Literature Review
Follow-Up of Infants With Zika Virus Identifies Several Neurologic Impairments
A report on 11 infants in Brazil suggests the term “congenital Zika syndrome” be used to describe the abnormalities associated with Zika virus...
VANCOUVER—Infants infected with Zika virus in utero may develop a syndrome characterized by brain volume loss, intracerebral calcifications, and spasticity. They may develop dyskinesia or seizures after several months, and a subset of children has severe arthrogryposis.
And although microcephaly at birth is common, infants may have a normal head size at birth, but develop postnatal microcephaly or other neurologic symptoms at six months, according to research described at the 45th Annual Meeting of the Child Neurology Society.
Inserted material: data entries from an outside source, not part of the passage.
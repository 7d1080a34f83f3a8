//! Client-side state mirror.
//!
//! Every mutation is tried against the gateway first. When that fails the
//! mirror applies the same mutation to its [`LocalStore`] instead. A post
//! stored that way exists only locally: it is invisible to every other
//! user until [`ClientMirror::reconcile`] replays it, and even then it lands
//! as a pending post awaiting moderation. Nothing reconciles on its own.

pub mod error;
pub mod gateway;
pub mod store;

use chrono::{SecondsFormat, Utc};
use serde::{Deserialize, Serialize};
use std::collections::BTreeMap;
use std::sync::Arc;
use tokio::sync::broadcast;

use crate::api::requests::{CreatePostRequest, LoginRequest, RegisterRequest, Validate};
use crate::auth::password::{hash_password, verify_password};
use crate::db::models::{Attachment, Comment, FeedPost, PostStatus, User};

pub use error::MirrorError;
pub use gateway::{Gateway, HttpGateway};
pub use store::{LocalStore, StoreEvent};

use store::{
    CREDENTIALS_KEY, CURRENT_USER_KEY, FEED_KEY, LOGIN_TIME_KEY, POSTS_KEY, USERS_KEY,
};

/// A post that only exists in the local store.
#[derive(Debug, Clone, PartialEq, Serialize, Deserialize)]
#[serde(rename_all = "camelCase")]
pub struct LocalPost {
    pub id: i64,
    pub author_id: i64,
    pub content: String,
    pub attachments: Vec<Attachment>,
    pub timestamp: String,
    pub likes: Vec<i64>,
    pub comments: Vec<Comment>,
    pub status: PostStatus,
}

/// Where a composed post ended up.
#[derive(Debug, Clone, Copy, PartialEq, Eq)]
pub enum PostOutcome {
    /// Accepted by the gateway; pending moderation there.
    Submitted { id: i64 },
    /// Gateway unavailable; kept locally until `reconcile`.
    StoredLocally { local_id: i64 },
}

#[derive(Debug, Clone, PartialEq)]
pub enum LoginOutcome {
    Remote(User),
    Local(User),
}

impl LoginOutcome {
    pub fn user(&self) -> &User {
        match self {
            LoginOutcome::Remote(user) | LoginOutcome::Local(user) => user,
        }
    }
}

#[derive(Debug, Clone, Copy, PartialEq, Eq)]
pub enum FeedSource {
    Remote,
    Local,
}

#[derive(Debug, Clone, Copy, PartialEq, Eq)]
pub enum PostRef {
    Remote(i64),
    Local(i64),
}

#[derive(Debug, Clone, PartialEq)]
pub struct FeedItem {
    pub post: PostRef,
    pub author_name: String,
    pub author_type: String,
    pub author_photo: Option<String>,
    pub content: String,
    pub attachments: Vec<Attachment>,
    pub status: PostStatus,
    pub created_at: String,
}

impl FeedItem {
    fn from_remote(post: FeedPost) -> Self {
        Self {
            post: PostRef::Remote(post.id),
            author_name: post.full_name,
            author_type: post.user_type,
            author_photo: post.profile_photo,
            content: post.content,
            attachments: post.attachments,
            status: post.status,
            created_at: post.created_at,
        }
    }

    fn from_local(post: LocalPost, author: Option<&User>) -> Self {
        Self {
            post: PostRef::Local(post.id),
            author_name: author
                .map(|u| u.full_name.clone())
                .unwrap_or_else(|| "Unknown User".to_string()),
            author_type: author
                .map(|u| u.user_type.clone())
                .unwrap_or_else(|| "User".to_string()),
            author_photo: author.and_then(|u| u.profile_photo.clone()),
            content: post.content,
            attachments: post.attachments,
            status: post.status,
            created_at: post.timestamp,
        }
    }
}

#[derive(Debug, Clone, PartialEq)]
pub struct Feed {
    pub source: FeedSource,
    pub items: Vec<FeedItem>,
}

#[derive(Debug, Clone, Copy, PartialEq, Eq)]
pub struct Reconciled {
    pub local_id: i64,
    pub remote_id: i64,
}

#[derive(Debug, Clone, Default, PartialEq, Eq)]
pub struct ReconcileReport {
    pub submitted: Vec<Reconciled>,
    pub remaining: usize,
}

pub struct ClientMirror<G> {
    gateway: G,
    store: Arc<LocalStore>,
    bcrypt_cost: u32,
}

impl<G: Gateway> ClientMirror<G> {
    pub fn new(gateway: G, store: Arc<LocalStore>) -> Self {
        Self {
            gateway,
            store,
            bcrypt_cost: bcrypt::DEFAULT_COST,
        }
    }

    /// Cost used when caching credentials for offline login.
    pub fn with_bcrypt_cost(mut self, cost: u32) -> Self {
        self.bcrypt_cost = cost;
        self
    }

    pub fn gateway(&self) -> &G {
        &self.gateway
    }

    pub fn store(&self) -> &Arc<LocalStore> {
        &self.store
    }

    pub async fn current_user(&self) -> Result<Option<User>, MirrorError> {
        self.store.get(CURRENT_USER_KEY).await
    }

    /// Registration needs a server-assigned id, so there is no local fallback.
    pub async fn register(&self, req: &RegisterRequest) -> Result<i64, MirrorError> {
        // The cached credential below must be hashable without truncation.
        req.validate()?;
        let id = self.gateway.register(req).await?;

        let user = User {
            id,
            full_name: req.full_name.clone(),
            email: req.email.clone(),
            user_type: req.user_type.clone(),
            sport: req.sport.clone(),
            location: req.location.clone(),
            bio: None,
            profile_photo: None,
            is_admin: false,
            suspended: false,
            created_at: Utc::now().format("%Y-%m-%d %H:%M:%S").to_string(),
        };
        self.remember_user(&user, &req.password).await?;

        Ok(id)
    }

    pub async fn login(&self, email: &str, password: &str) -> Result<LoginOutcome, MirrorError> {
        let req = LoginRequest {
            email: email.to_string(),
            password: password.to_string(),
        };

        match self.gateway.login(&req).await {
            Ok(Some(user)) => {
                self.remember_user(&user, password).await?;
                self.start_session(&user).await?;
                return Ok(LoginOutcome::Remote(user));
            }
            Ok(None) => tracing::info!("Gateway refused credentials, trying local mirror"),
            Err(e) if e.is_unreachable() => {
                tracing::info!("Gateway unreachable, trying local mirror: {}", e)
            }
            Err(e) => tracing::warn!("Gateway login failed, trying local mirror: {}", e),
        }

        let credentials: BTreeMap<String, String> =
            self.store.get(CREDENTIALS_KEY).await?.unwrap_or_default();
        let users: Vec<User> = self.store.get(USERS_KEY).await?.unwrap_or_default();

        let matched = credentials
            .get(email)
            .filter(|hash| verify_password(password, hash))
            .and_then(|_| users.into_iter().find(|u| u.email == email));

        match matched {
            Some(user) => {
                self.start_session(&user).await?;
                Ok(LoginOutcome::Local(user))
            }
            None => Err(MirrorError::InvalidCredentials),
        }
    }

    pub async fn logout(&self) -> Result<(), MirrorError> {
        self.store.remove(CURRENT_USER_KEY).await?;
        self.store.remove(LOGIN_TIME_KEY).await?;
        Ok(())
    }

    pub async fn create_post(
        &self,
        content: &str,
        attachments: Vec<Attachment>,
    ) -> Result<PostOutcome, MirrorError> {
        let author = self.current_user().await?.ok_or(MirrorError::NotLoggedIn)?;

        let req = CreatePostRequest {
            author_id: author.id,
            content: content.to_string(),
            attachments,
        };

        match self.gateway.create_post(&req).await {
            Ok(id) => return Ok(PostOutcome::Submitted { id }),
            Err(e) if e.is_unreachable() => {
                tracing::info!("Gateway unreachable, storing post locally: {}", e)
            }
            Err(e) => tracing::warn!("Gateway post creation failed, storing locally: {}", e),
        }

        let timestamp = Utc::now();
        let local_id = self
            .store
            .update(POSTS_KEY, |posts: &mut Vec<LocalPost>| {
                let mut id = timestamp.timestamp_millis();
                while posts.iter().any(|p| p.id == id) {
                    id += 1;
                }
                posts.insert(
                    0,
                    LocalPost {
                        id,
                        author_id: req.author_id,
                        content: req.content,
                        attachments: req.attachments,
                        timestamp: timestamp.to_rfc3339_opts(SecondsFormat::Millis, true),
                        likes: Vec::new(),
                        comments: Vec::new(),
                        status: PostStatus::Pending,
                    },
                );
                id
            })
            .await?;

        Ok(PostOutcome::StoredLocally { local_id })
    }

    /// Approved posts from the gateway, or the local view when it is down.
    pub async fn load_feed(&self) -> Result<Feed, MirrorError> {
        match self.gateway.get_posts().await {
            Ok(posts) => {
                self.store.set(FEED_KEY, &posts).await?;
                return Ok(Feed {
                    source: FeedSource::Remote,
                    items: posts.into_iter().map(FeedItem::from_remote).collect(),
                });
            }
            Err(e) if e.is_unreachable() => {
                tracing::info!("Gateway unreachable, rendering local mirror: {}", e)
            }
            Err(e) => tracing::warn!("Gateway feed fetch failed, rendering local mirror: {}", e),
        }

        let local: Vec<LocalPost> = self.store.get(POSTS_KEY).await?.unwrap_or_default();
        let users: Vec<User> = self.store.get(USERS_KEY).await?.unwrap_or_default();
        let cached: Vec<FeedPost> = self.store.get(FEED_KEY).await?.unwrap_or_default();

        let mut items: Vec<FeedItem> = local
            .into_iter()
            .map(|post| {
                let author = users.iter().find(|u| u.id == post.author_id);
                FeedItem::from_local(post, author)
            })
            .collect();
        items.extend(cached.into_iter().map(FeedItem::from_remote));

        Ok(Feed {
            source: FeedSource::Local,
            items,
        })
    }

    /// Posts waiting for `reconcile`, newest first.
    pub async fn pending_local(&self) -> Result<Vec<LocalPost>, MirrorError> {
        Ok(self.store.get(POSTS_KEY).await?.unwrap_or_default())
    }

    /// Replay locally stored posts against the gateway, oldest first. Posts
    /// the gateway accepts leave the local store; the rest stay queued.
    ///
    /// The queue is emptied under the store lock before anything is sent, so
    /// mirrors sharing a store never replay the same post twice.
    pub async fn reconcile(&self) -> Result<ReconcileReport, MirrorError> {
        let queued = self
            .store
            .update(POSTS_KEY, |posts: &mut Vec<LocalPost>| std::mem::take(posts))
            .await?;
        let mut submitted = Vec::new();
        let mut failed = Vec::new();

        for post in queued.into_iter().rev() {
            let req = CreatePostRequest {
                author_id: post.author_id,
                content: post.content.clone(),
                attachments: post.attachments.clone(),
            };
            match self.gateway.create_post(&req).await {
                Ok(remote_id) => submitted.push(Reconciled {
                    local_id: post.id,
                    remote_id,
                }),
                Err(e) => {
                    tracing::warn!("Could not reconcile local post {}: {}", post.id, e);
                    failed.push(post);
                }
            }
        }

        // Failed posts are older than anything queued meanwhile, so they go
        // back behind it, newest first.
        let remaining = self
            .store
            .update(POSTS_KEY, |posts: &mut Vec<LocalPost>| {
                posts.extend(failed.into_iter().rev());
                posts.len()
            })
            .await?;

        if !submitted.is_empty() {
            tracing::info!(
                "Reconciled {} local post(s), {} still queued",
                submitted.len(),
                remaining
            );
        }

        Ok(ReconcileReport {
            submitted,
            remaining,
        })
    }

    pub fn watch_session(&self) -> SessionWatcher {
        SessionWatcher {
            store: Arc::clone(&self.store),
            events: self.store.subscribe(),
        }
    }

    async fn start_session(&self, user: &User) -> Result<(), MirrorError> {
        self.store.set(CURRENT_USER_KEY, user).await?;
        self.store
            .set(LOGIN_TIME_KEY, &Utc::now().timestamp_millis().to_string())
            .await?;
        Ok(())
    }

    /// Cache the profile and a locally hashed credential for offline login.
    async fn remember_user(&self, user: &User, plaintext: &str) -> Result<(), MirrorError> {
        let hash = hash_password(plaintext, self.bcrypt_cost)?;

        self.store
            .update(USERS_KEY, |users: &mut Vec<User>| {
                users.retain(|u| u.id != user.id && u.email != user.email);
                users.push(user.clone());
            })
            .await?;
        self.store
            .update(CREDENTIALS_KEY, |creds: &mut BTreeMap<String, String>| {
                creds.insert(user.email.clone(), hash);
            })
            .await?;
        Ok(())
    }
}

/// Observes session changes written by any mirror sharing the store.
pub struct SessionWatcher {
    store: Arc<LocalStore>,
    events: broadcast::Receiver<StoreEvent>,
}

impl SessionWatcher {
    /// Wait for the next write to the session key and return the session it
    /// left behind (`None` after a logout).
    pub async fn changed(&mut self) -> Result<Option<User>, MirrorError> {
        loop {
            match self.events.recv().await {
                Ok(event) if event.key == CURRENT_USER_KEY => break,
                Ok(_) => continue,
                Err(broadcast::error::RecvError::Lagged(missed)) => {
                    tracing::debug!("Session watcher lagged by {} events", missed);
                    break;
                }
                Err(broadcast::error::RecvError::Closed) => break,
            }
        }
        self.store.get(CURRENT_USER_KEY).await
    }
}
“The spectrum of congenital Zika syndrome is expanding as we come to understand it better,” said William B. Dobyns, MD, Professor of Pediatrics at the University of Washington in Seattle and a faculty member at the Center for Integrative Brain Research at Seattle Children’s Research Institute. “We all need to stop calling this microcephaly. This is much more than that. This is the congenital Zika syndrome.”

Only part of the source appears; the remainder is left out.